* _TASK REQUIREMENTS_: Reproduce exactly the lines from the top of the records below through the line holding "at most once.".

* _DATA LISTING_:
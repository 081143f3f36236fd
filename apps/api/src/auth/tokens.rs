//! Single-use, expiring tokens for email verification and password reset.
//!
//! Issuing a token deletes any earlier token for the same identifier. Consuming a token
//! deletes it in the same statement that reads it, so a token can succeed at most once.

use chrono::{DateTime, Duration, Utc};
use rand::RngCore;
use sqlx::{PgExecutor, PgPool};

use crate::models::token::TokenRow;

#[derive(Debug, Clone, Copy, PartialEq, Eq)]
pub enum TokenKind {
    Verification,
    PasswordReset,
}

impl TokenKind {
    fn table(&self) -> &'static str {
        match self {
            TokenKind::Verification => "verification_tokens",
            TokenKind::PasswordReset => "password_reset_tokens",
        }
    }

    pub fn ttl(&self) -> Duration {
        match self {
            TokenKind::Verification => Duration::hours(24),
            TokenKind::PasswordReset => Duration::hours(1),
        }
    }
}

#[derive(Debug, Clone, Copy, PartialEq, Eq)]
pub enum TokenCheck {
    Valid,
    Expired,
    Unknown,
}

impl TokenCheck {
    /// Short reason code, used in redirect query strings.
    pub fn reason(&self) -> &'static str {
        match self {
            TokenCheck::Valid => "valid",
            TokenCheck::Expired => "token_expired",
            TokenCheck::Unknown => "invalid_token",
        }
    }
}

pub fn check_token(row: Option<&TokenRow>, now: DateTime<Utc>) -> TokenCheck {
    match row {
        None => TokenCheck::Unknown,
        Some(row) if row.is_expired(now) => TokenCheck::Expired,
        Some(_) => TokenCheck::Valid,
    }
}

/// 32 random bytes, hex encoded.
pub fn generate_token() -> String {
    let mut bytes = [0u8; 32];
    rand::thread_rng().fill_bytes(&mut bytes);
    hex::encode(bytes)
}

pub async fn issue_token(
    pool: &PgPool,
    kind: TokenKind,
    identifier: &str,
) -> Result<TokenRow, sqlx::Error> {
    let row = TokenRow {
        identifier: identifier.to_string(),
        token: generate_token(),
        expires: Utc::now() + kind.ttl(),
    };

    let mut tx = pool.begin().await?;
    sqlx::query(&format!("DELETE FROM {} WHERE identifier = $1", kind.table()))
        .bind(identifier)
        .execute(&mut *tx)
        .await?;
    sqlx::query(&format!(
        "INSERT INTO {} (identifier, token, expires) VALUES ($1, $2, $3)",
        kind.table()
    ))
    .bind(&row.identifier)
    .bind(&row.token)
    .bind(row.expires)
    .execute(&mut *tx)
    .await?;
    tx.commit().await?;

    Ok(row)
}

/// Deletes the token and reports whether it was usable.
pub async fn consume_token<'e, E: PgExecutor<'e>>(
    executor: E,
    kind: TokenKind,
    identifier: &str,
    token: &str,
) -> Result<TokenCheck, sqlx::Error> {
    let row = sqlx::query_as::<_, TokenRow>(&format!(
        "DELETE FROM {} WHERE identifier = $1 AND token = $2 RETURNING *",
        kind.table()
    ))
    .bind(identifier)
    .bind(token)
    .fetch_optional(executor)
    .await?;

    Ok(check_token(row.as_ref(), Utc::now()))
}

* _PROBLEM SOLUTION_:
repository 081143f3f36236fd
filename apps/api/src/auth/tokens.rs
//! Single-use, expiring tokens for email verification and password reset.
//!
//! Issuing a token deletes any earlier token for the same identifier. Consuming a token
//! deletes it in the same statement that reads it, so a token can succeed at most once.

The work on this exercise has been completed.